Compañero, estoy harto. He alcanzado mi límite. He llegado a casa apretando los dientes. Bombeando bilis por sangre. Qué voy a contarte que no sepas. Aún así, por favor préstame dos minutos. Es muy importante. Sólo esta vez.

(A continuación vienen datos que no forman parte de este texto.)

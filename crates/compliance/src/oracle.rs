//! Repository and revision existence lookups.
//!
//! Lookups are tri-state: found, not found, or unavailable. Checks turn
//! "unavailable" into a warning, never a failure.

use std::collections::HashMap;
use std::fmt;
use std::time::Duration;

use async_trait::async_trait;
use reqwest::header::{ACCEPT, USER_AGENT};
use reqwest::{Client, StatusCode};
use thiserror::Error;
use tracing::{debug, instrument};

pub const DEFAULT_GITHUB_API: &str = "https://api.github.com";
const GITHUB_ACCEPT: &str = "application/vnd.github+json";
const CLIENT_USER_AGENT: &str = "mlcast-dataset-validator";

/// Why a lookup could not give an answer.
#[derive(Debug, Clone, PartialEq, Eq, Error)]
pub enum OracleError {
    #[error("network error: {0}")]
    Network(String),

    #[error("unexpected response: {0}")]
    UnexpectedResponse(String),

    #[error("timed out after {0:?}")]
    Timeout(Duration),
}

/// Outcome of an existence lookup.
#[derive(Debug, Clone, PartialEq, Eq)]
pub enum Lookup<T> {
    Found(T),
    NotFound,
    Unavailable(OracleError),
}

impl<T> Lookup<T> {
    pub fn is_found(&self) -> bool {
        matches!(self, Lookup::Found(_))
    }
}

impl<T: fmt::Display> fmt::Display for Lookup<T> {
    fn fmt(&self, f: &mut fmt::Formatter<'_>) -> fmt::Result {
        match self {
            Lookup::Found(v) => write!(f, "found ({v})"),
            Lookup::NotFound => f.write_str("not found"),
            Lookup::Unavailable(e) => write!(f, "unavailable ({e})"),
        }
    }
}

#[async_trait]
pub trait RepositoryOracle: Send + Sync {
    /// Does `org/repo` exist?
    async fn repository(&self, org: &str, repo: &str) -> Lookup<()>;

    /// Does `revision` exist in `org/repo` as a tag, branch or commit?
    /// Returns the API path it was found at.
    async fn revision(&self, org: &str, repo: &str, revision: &str) -> Lookup<String>;
}

/// Oracle backed by the GitHub REST API.
pub struct GithubRepositoryOracle {
    client: Client,
    api_base: String,
}

impl GithubRepositoryOracle {
    pub fn new(api_base: impl Into<String>, timeout: Duration) -> Result<Self, OracleError> {
        let client = Client::builder()
            .timeout(timeout)
            .build()
            .map_err(|e| OracleError::Network(format!("failed to create HTTP client: {e}")))?;
        Ok(Self {
            client,
            api_base: api_base.into().trim_end_matches('/').to_string(),
        })
    }

    fn repo_url(&self, org: &str, repo: &str) -> String {
        format!("{}/repos/{}/{}", self.api_base, org, repo)
    }

    async fn status(&self, url: &str) -> Result<StatusCode, OracleError> {
        let response = self
            .client
            .get(url)
            .header(ACCEPT, GITHUB_ACCEPT)
            .header(USER_AGENT, CLIENT_USER_AGENT)
            .send()
            .await
            .map_err(|e| OracleError::Network(e.to_string()))?;
        debug!(url, status = %response.status(), "GitHub lookup");
        Ok(response.status())
    }
}

#[async_trait]
impl RepositoryOracle for GithubRepositoryOracle {
    #[instrument(skip(self))]
    async fn repository(&self, org: &str, repo: &str) -> Lookup<()> {
        match self.status(&self.repo_url(org, repo)).await {
            Ok(StatusCode::NOT_FOUND) => Lookup::NotFound,
            Ok(status) if status.is_success() => Lookup::Found(()),
            Ok(status) => Lookup::Unavailable(OracleError::UnexpectedResponse(format!(
                "GitHub repo check failed with status {}",
                status.as_u16()
            ))),
            Err(e) => Lookup::Unavailable(e),
        }
    }

    #[instrument(skip(self))]
    async fn revision(&self, org: &str, repo: &str, revision: &str) -> Lookup<String> {
        let base = self.repo_url(org, repo);
        for path in revision_paths(revision) {
            match self.status(&format!("{base}{path}")).await {
                Ok(StatusCode::NOT_FOUND) => continue,
                Ok(status) if status.is_success() => return Lookup::Found(path),
                Ok(status) => {
                    return Lookup::Unavailable(OracleError::UnexpectedResponse(format!(
                        "GitHub ref check failed with status {} for {}",
                        status.as_u16(),
                        path
                    )))
                }
                Err(e) => return Lookup::Unavailable(e),
            }
        }
        Lookup::NotFound
    }
}

/// API paths tried for a revision, in order: tag, branch, commit.
pub fn revision_paths(revision: &str) -> [String; 3] {
    [
        format!("/git/refs/tags/{revision}"),
        format!("/git/refs/heads/{revision}"),
        format!("/commits/{revision}"),
    ]
}

/// In-memory oracle with a fixed set of repositories and tags.
#[derive(Debug, Clone, Default)]
pub struct StaticRepositoryOracle {
    repositories: HashMap<(String, String), Vec<String>>,
    unavailable: Option<OracleError>,
}

impl StaticRepositoryOracle {
    pub fn new() -> Self {
        Self::default()
    }

    /// Register `org/repo` with the given tags.
    pub fn with_repository(mut self, org: &str, repo: &str, tags: &[&str]) -> Self {
        self.repositories.insert(
            (org.to_string(), repo.to_string()),
            tags.iter().map(|t| t.to_string()).collect(),
        );
        self
    }

    /// An oracle whose every lookup is unavailable.
    pub fn unreachable(error: OracleError) -> Self {
        Self {
            repositories: HashMap::new(),
            unavailable: Some(error),
        }
    }
}

#[async_trait]
impl RepositoryOracle for StaticRepositoryOracle {
    async fn repository(&self, org: &str, repo: &str) -> Lookup<()> {
        if let Some(e) = &self.unavailable {
            return Lookup::Unavailable(e.clone());
        }
        if self.repositories.contains_key(&(org.to_string(), repo.to_string())) {
            Lookup::Found(())
        } else {
            Lookup::NotFound
        }
    }

    async fn revision(&self, org: &str, repo: &str, revision: &str) -> Lookup<String> {
        if let Some(e) = &self.unavailable {
            return Lookup::Unavailable(e.clone());
        }
        match self.repositories.get(&(org.to_string(), repo.to_string())) {
            Some(tags) if tags.iter().any(|t| t == revision) => {
                let [tag_path, _, _] = revision_paths(revision);
                Lookup::Found(tag_path)
            }
            _ => Lookup::NotFound,
        }
    }
}

#[cfg(test)]
mod tests {
    use super::*;

    #[test]
    fn test_revision_paths_order() {
        let paths = revision_paths("v1.0.0");
        assert_eq!(paths[0], "/git/refs/tags/v1.0.0");
        assert_eq!(paths[1], "/git/refs/heads/v1.0.0");
        assert_eq!(paths[2], "/commits/v1.0.0");
    }

    #[tokio::test]
    async fn test_static_oracle() {
        let oracle = StaticRepositoryOracle::new().with_repository("org", "repo", &["v1"]);
        assert_eq!(oracle.repository("org", "repo").await, Lookup::Found(()));
        assert_eq!(oracle.repository("org", "other").await, Lookup::NotFound);
        assert_eq!(
            oracle.revision("org", "repo", "v1").await,
            Lookup::Found("/git/refs/tags/v1".to_string())
        );
        assert_eq!(oracle.revision("org", "repo", "v2").await, Lookup::NotFound);
    }

    #[tokio::test]
    async fn test_unreachable_oracle() {
        let oracle = StaticRepositoryOracle::unreachable(OracleError::Network("offline".into()));
        assert!(matches!(oracle.repository("a", "b").await, Lookup::Unavailable(_)));
        assert!(matches!(oracle.revision("a", "b", "c").await, Lookup::Unavailable(_)));
    }

    #[test]
    fn test_github_oracle_trims_base() {
        let oracle = GithubRepositoryOracle::new("https://api.github.com/", Duration::from_secs(5)).unwrap();
        assert_eq!(oracle.repo_url("o", "r"), "https://api.github.com/repos/o/r");
    }
}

Hoy nuestro gobierno, en minúsculas, ha dado otro paso más. Ha vuelto a suceder. Nos la ha metido otros centímetros. Y aún le queda mucho por meter. Está introduciéndonos poco a poco en un sistema totalitario, en una dictadura. Hacen y deshacen a capricho, y se aplauden entre ellos. Hoy vuelve a ser patente que gobierna el capricho, la avaricia, la maldad casi absoluta. Hoy una panda de incompetentes y delincuentes legales se orina en todo aquello por lo que luchaban nuestros padres y abuelos, por lo que lloraban, por lo que sangraban, mientras sus antepasados descansaban a la sombra del porche en su cortijo.  Nos quitan derechos, uno a uno. Sin piedad. Sin pausa. Nos arrebatan los derechos básicos, joder. Nos empujan a un desempleo causado y mantenido por ellos, y nos rebajan la prestación que nos deben, que nosotros pagamos cuando aún podíamos trabajar. Los mismos que prometieron que no, que eso jamás, nos aumentan los impuestos de una forma asquerosamente cínica. Nos mienten a la cara, nos ahogan, y nos niegan el derecho a expresarnos, ni siquiera pacíficamente, so pena de cárcel. Y por otra parte, las concentraciones y pataletas en las plazas del ayuntamiento han quedado en el olvido a las pocas horas. Además es una lucha desigual que no podemos mantener de forma regular. A nosotros nos desgasta, a ellos les hace más fuertes. Y aún cuando parece que no puede ser peor, sabes que una semana después volverán para robarte lo que aún escondías bajo el colchón. Lo trágico es que no son tontos. Nos someten paulatinamente, para que vayamos acostumbrándonos a su tiranía, y que cuando no podamos más sea demasiado tarde, porque ese día tendremos la nariz en el barro y ni siquiera soñaremos con levantar la cabeza, ocupados como estaremos en conseguir respirar. Pero no cometas el error: no atribuyas su desfachatez al Principio de Hanlon, o estarás siendo TÚ el protagonista del susodicho. No son tontos. Son despreciables, y su intención clara y nada sutil es quitarnos todo.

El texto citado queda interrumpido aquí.